Дальнейшее рассмотрение дела было передано в Синод. Тем временем в Печати развернулась широкая кампания в поддержку идеи созыва Собора. Наибольшую известность получила опубликованная 17 марта 1905 года в «Церковном вестнике» записка «группы 32 священников», известной также под именем «Союза церковного обновления» — в будущем ее члены составили ядро обновленческого движения. Они рассчитывали, что на будущем Соборе удастся провести некоторые радикально-реформаторские идеи как в области канонического устроения Церкви, так и богослужения. «Только свободно самоуправляющаяся Церковь, — говорилось в записке, — может обладать голосом, от которого горели бы сердца человеческие. Что же будет, если свободою религиозной жизни будут пользоваться все виды религиозного заблуждения — и только Православная Церковь, хранительница подлинной Христовой Истины, одна будет оставаться лишенной равной с ними свободы?» Для придания Церкви свободы, от которой «горели бы сердца человеческие», предлагались следующие меры: введение женатого епископата и отстранение от епископского служения монашествующих, отделение Церкви от государства, широкие «демократические» реформы внутри Церкви, в том числе и богослужебные: русский язык вместо церковнославянского и т. л.
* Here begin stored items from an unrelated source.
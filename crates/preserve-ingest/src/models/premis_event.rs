//! Provenance events recorded in the catalog
//!
//! Every event gets a UUID identifier when it is generated. The generated
//! list is persisted before any event is submitted, so a resubmission after a
//! crash sends the same identifiers and the catalog treats them as no-ops.

use chrono::{DateTime, Utc};
use serde::{Deserialize, Serialize};
use uuid::Uuid;

const AGENT: &str = "https://github.com/datadir-lab/preserve";
const OBJECT: &str = "preserve-ingest";
const OUTCOME_SUCCESS: &str = "Success";

#[derive(Debug, Clone, Copy, PartialEq, Eq, Hash, Serialize, Deserialize)]
#[serde(rename_all = "snake_case")]
pub enum EventType {
    Creation,
    IdentifierAssignment,
    Ingestion,
    AccessAssignment,
    DigestCalculation,
    FixityCheck,
    Replication,
}

impl EventType {
    pub fn as_str(&self) -> &'static str {
        match self {
            EventType::Creation => "creation",
            EventType::IdentifierAssignment => "identifier assignment",
            EventType::Ingestion => "ingestion",
            EventType::AccessAssignment => "access assignment",
            EventType::DigestCalculation => "message digest calculation",
            EventType::FixityCheck => "fixity check",
            EventType::Replication => "replication",
        }
    }
}

/// The two identifiers a new file receives.
#[derive(Debug, Clone, Copy, PartialEq, Eq)]
pub enum IdentifierKind {
    /// Object identifier + path in bag.
    BagPath,
    /// URL of the primary preservation copy.
    StorageUrl,
}

#[derive(Debug, Clone, PartialEq, Eq, Serialize, Deserialize)]
pub struct PremisEvent {
    pub identifier: String,
    pub event_type: EventType,
    pub date_time: DateTime<Utc>,
    pub detail: String,
    pub outcome: String,
    pub outcome_detail: String,
    pub outcome_information: String,
    pub object: String,
    pub agent: String,
    pub intellectual_object_identifier: String,
    #[serde(default, skip_serializing_if = "Option::is_none")]
    pub generic_file_identifier: Option<String>,
    /// Catalog id, set once the catalog has accepted the event.
    #[serde(default, skip_serializing_if = "Option::is_none")]
    pub id: Option<i64>,
}

impl PremisEvent {
    fn new(
        event_type: EventType,
        date_time: DateTime<Utc>,
        detail: impl Into<String>,
        outcome_detail: impl Into<String>,
        outcome_information: impl Into<String>,
    ) -> Self {
        Self {
            identifier: Uuid::new_v4().to_string(),
            event_type,
            date_time,
            detail: detail.into(),
            outcome: OUTCOME_SUCCESS.to_string(),
            outcome_detail: outcome_detail.into(),
            outcome_information: outcome_information.into(),
            object: OBJECT.to_string(),
            agent: AGENT.to_string(),
            intellectual_object_identifier: String::new(),
            generic_file_identifier: None,
            id: None,
        }
    }

    pub fn for_object(mut self, object_identifier: &str) -> Self {
        self.intellectual_object_identifier = object_identifier.to_string();
        self
    }

    pub fn for_file(mut self, object_identifier: &str, file_identifier: &str) -> Self {
        self.intellectual_object_identifier = object_identifier.to_string();
        self.generic_file_identifier = Some(file_identifier.to_string());
        self
    }

    pub fn is_recorded(&self) -> bool {
        self.id.is_some()
    }

    pub fn object_creation() -> Self {
        Self::new(
            EventType::Creation,
            Utc::now(),
            "Object created",
            "Intellectual object created",
            "Object created, files copied to preservation storage",
        )
    }

    pub fn object_ingestion(files_ingested: usize) -> Self {
        Self::new(
            EventType::Ingestion,
            Utc::now(),
            "Copied files to preservation storage",
            format!("{} files copied", files_ingested),
            "Put using ingest md5 and sha256 digests",
        )
    }

    pub fn object_identifier_assignment(object_identifier: &str) -> Self {
        Self::new(
            EventType::IdentifierAssignment,
            Utc::now(),
            format!("Assigned object identifier {}", object_identifier),
            object_identifier,
            "Institution identifier + tar file name",
        )
    }

    pub fn object_rights(access: &str) -> Self {
        Self::new(
            EventType::AccessAssignment,
            Utc::now(),
            "Assigned object access rights",
            access,
            format!("Set access to {}", access),
        )
    }

    pub fn file_ingestion(stored_at: DateTime<Utc>, md5: &str, uuid: &str) -> Self {
        Self::new(
            EventType::Ingestion,
            stored_at,
            format!("Completed copy to preservation storage ({})", uuid),
            format!("md5:{}", md5),
            "Put using md5 checksum",
        )
    }

    pub fn file_fixity_check(checked_at: DateTime<Utc>, algorithm: &str, digest: &str) -> Self {
        Self::new(
            EventType::FixityCheck,
            checked_at,
            "Fixity check against registered hash",
            format!("{}:{}", algorithm, digest),
            "Fixity matches",
        )
    }

    pub fn file_digest_calculation(calculated_at: DateTime<Utc>, algorithm: &str, digest: &str) -> Self {
        Self::new(
            EventType::DigestCalculation,
            calculated_at,
            "Calculated fixity value",
            format!("{}:{}", algorithm, digest),
            "Calculated fixity value",
        )
    }

    pub fn file_identifier_assignment(
        assigned_at: DateTime<Utc>,
        kind: IdentifierKind,
        identifier: &str,
    ) -> Self {
        let (detail, info) = match kind {
            IdentifierKind::BagPath => (
                "Assigned new institution.bag/path identifier",
                "Assigned bag/filepath identifier",
            ),
            IdentifierKind::StorageUrl => (
                "Assigned new storage URL identifier",
                "Assigned url identifier",
            ),
        };
        Self::new(EventType::IdentifierAssignment, assigned_at, detail, identifier, info)
    }

    pub fn file_replication(replicated_at: DateTime<Utc>, url: &str) -> Self {
        Self::new(
            EventType::Replication,
            replicated_at,
            "Copied to replication storage and assigned replication URL identifier",
            url,
            "Replicated to secondary storage",
        )
    }
}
Одновременно раздавались и голоса иного рода. «Требуется возродить Церковь. Но это возрождение надо провести правильными путями, не повторяя самовластных способов действия 1721 года»; «поспешность поистине поразительная, вызывающая представление скорее о так называемой Виттовой пляске, чем о серьезном обсуждении святого и великого дела» — такие настроения были характерны для многих видных богословов того времени и также высказывались в печати.
22 марта Синод после трех дней работы единогласно принял обращение к Царю с просьбой рассмотреть вопрос о немедленном созыве Собора и избрании Патриарха. 31 марта на докладе Синода была наложена Высочайшая резолюция следующего содержания: «Признаю невозможным совершить в переживаемое ныне тревожное время столь великое дело, требующее и спокойствия, и обдуманности, каково созвание Поместного Собора. Представляю себе, когда наступит благоприятное для сего время, по древним примерам православных Императоров, дать сему делу движение и созвать Собор Всероссийской Церкви для канонического обсуждения предметов веры и церковного управления».

* * *
Здесь будет уместно упомянуть рассказ С. А. Нилуса о событии, имеющем прямое отношение к нашей теме. Рассказ этот, к сожалению, не подтвержден никакими другими свидетельствами, и потому описанное в нем не может считаться твердо установленным историческим фактом.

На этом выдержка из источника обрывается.